Given data
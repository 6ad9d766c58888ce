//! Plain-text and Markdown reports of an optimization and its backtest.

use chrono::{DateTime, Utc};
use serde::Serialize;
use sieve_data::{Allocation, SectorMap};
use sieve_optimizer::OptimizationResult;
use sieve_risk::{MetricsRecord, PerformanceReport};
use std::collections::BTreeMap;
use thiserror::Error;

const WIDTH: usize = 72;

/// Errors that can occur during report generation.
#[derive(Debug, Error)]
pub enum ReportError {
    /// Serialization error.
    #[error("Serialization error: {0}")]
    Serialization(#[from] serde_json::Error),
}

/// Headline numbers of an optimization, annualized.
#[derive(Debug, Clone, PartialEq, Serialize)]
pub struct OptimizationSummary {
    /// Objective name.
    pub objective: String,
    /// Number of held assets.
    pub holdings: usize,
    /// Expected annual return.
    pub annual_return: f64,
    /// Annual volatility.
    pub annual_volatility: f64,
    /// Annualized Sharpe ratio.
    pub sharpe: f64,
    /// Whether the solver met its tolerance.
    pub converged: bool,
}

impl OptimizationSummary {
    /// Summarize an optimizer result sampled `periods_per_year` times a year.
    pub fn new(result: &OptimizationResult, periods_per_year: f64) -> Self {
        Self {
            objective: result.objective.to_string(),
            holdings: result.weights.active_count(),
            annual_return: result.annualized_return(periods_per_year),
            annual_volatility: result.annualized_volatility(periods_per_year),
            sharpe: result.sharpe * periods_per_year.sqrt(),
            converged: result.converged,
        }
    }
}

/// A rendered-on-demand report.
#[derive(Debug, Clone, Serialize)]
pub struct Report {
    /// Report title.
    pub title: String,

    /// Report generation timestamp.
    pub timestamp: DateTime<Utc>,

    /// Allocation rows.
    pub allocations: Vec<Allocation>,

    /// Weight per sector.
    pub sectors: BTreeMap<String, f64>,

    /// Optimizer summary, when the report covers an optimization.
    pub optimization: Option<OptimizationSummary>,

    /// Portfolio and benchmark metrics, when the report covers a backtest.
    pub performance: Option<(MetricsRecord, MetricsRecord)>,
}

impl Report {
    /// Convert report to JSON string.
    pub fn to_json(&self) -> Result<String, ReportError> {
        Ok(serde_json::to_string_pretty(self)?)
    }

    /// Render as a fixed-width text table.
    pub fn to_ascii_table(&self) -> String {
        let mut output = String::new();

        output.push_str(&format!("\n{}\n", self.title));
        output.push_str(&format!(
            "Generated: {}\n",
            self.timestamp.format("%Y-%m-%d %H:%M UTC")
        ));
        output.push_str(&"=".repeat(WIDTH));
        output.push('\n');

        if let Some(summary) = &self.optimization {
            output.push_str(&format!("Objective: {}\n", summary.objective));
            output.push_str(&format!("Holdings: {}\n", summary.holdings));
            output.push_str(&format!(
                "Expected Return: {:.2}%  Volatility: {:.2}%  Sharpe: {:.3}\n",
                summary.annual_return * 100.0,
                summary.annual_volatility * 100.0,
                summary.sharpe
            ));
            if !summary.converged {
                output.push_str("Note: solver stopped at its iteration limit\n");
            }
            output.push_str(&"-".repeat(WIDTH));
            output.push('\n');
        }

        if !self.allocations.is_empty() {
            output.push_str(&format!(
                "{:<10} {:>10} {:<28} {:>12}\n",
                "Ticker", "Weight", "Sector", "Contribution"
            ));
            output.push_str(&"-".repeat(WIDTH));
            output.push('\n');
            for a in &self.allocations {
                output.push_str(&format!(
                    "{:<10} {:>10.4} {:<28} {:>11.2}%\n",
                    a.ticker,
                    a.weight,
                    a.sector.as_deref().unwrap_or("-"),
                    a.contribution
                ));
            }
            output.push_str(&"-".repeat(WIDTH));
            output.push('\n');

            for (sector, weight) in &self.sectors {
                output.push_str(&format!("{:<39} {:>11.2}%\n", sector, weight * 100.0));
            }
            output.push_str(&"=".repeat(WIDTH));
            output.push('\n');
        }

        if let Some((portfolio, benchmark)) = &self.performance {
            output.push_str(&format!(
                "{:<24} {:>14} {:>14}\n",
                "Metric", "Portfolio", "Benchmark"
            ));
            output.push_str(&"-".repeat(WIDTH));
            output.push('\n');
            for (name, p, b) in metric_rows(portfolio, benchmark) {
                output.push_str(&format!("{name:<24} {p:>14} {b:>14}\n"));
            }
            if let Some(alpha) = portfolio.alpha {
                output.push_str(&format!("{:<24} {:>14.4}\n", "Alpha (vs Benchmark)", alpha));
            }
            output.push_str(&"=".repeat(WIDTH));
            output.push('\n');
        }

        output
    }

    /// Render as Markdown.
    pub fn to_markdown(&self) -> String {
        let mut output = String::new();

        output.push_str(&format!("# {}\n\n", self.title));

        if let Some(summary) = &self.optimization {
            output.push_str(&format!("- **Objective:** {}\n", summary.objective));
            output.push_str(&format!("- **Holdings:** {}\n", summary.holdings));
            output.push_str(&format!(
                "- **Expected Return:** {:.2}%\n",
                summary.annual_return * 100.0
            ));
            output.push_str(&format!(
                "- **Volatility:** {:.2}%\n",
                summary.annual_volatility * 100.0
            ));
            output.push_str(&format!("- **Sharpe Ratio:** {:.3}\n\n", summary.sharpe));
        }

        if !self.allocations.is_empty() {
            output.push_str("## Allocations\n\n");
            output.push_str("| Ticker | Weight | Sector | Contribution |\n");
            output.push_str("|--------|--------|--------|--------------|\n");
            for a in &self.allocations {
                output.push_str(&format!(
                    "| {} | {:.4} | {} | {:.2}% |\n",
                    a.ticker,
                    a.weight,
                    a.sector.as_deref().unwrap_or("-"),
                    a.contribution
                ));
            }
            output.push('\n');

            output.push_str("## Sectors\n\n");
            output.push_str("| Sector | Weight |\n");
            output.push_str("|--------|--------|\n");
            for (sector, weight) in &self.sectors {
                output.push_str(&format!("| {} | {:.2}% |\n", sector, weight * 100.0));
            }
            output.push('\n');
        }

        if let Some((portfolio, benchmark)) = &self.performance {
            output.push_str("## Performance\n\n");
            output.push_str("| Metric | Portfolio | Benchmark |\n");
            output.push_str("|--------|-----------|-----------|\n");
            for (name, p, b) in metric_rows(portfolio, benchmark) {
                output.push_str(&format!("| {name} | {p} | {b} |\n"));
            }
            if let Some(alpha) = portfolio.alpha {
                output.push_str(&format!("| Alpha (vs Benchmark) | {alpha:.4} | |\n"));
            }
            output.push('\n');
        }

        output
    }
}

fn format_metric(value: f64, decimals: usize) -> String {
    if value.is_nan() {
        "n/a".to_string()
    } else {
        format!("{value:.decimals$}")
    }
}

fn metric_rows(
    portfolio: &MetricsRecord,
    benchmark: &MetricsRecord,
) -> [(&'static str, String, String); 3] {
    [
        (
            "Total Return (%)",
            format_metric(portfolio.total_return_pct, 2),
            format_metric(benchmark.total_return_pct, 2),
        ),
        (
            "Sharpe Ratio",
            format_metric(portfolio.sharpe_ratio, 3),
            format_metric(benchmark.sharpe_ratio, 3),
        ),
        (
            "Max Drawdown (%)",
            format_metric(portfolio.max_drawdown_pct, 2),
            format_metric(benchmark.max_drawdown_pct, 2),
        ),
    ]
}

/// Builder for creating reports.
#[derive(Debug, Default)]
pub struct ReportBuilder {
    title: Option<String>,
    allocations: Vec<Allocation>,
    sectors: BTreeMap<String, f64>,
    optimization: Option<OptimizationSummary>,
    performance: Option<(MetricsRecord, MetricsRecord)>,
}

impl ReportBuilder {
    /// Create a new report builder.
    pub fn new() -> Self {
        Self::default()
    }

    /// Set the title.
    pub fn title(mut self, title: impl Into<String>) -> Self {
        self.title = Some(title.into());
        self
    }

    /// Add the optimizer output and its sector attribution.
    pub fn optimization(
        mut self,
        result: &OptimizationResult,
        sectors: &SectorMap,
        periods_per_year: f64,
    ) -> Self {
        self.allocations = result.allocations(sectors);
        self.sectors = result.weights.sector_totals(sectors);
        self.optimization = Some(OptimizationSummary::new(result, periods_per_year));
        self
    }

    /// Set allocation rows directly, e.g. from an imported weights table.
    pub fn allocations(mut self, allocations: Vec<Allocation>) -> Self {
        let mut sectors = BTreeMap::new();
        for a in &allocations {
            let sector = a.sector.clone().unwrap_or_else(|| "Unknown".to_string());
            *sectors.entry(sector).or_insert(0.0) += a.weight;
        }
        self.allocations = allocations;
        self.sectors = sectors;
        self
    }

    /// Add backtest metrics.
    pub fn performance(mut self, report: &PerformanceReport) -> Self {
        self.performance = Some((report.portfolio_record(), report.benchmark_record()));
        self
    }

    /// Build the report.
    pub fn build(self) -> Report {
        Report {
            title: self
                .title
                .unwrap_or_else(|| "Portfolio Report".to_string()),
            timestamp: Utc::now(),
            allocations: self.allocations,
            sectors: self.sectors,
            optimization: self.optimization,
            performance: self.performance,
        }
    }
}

What to work on
Of all the entries above, repeat only the lines from the line that has "and its backtest." to the line that has "const WIDTH: usize = 72;", both lines included, exactly.

Answer to this task
//! Plain-text and Markdown reports of an optimization and its backtest.

use chrono::{DateTime, Utc};
use serde::Serialize;
use sieve_data::{Allocation, SectorMap};
use sieve_optimizer::OptimizationResult;
use sieve_risk::{MetricsRecord, PerformanceReport};
use std::collections::BTreeMap;
use thiserror::Error;

const WIDTH: usize = 72;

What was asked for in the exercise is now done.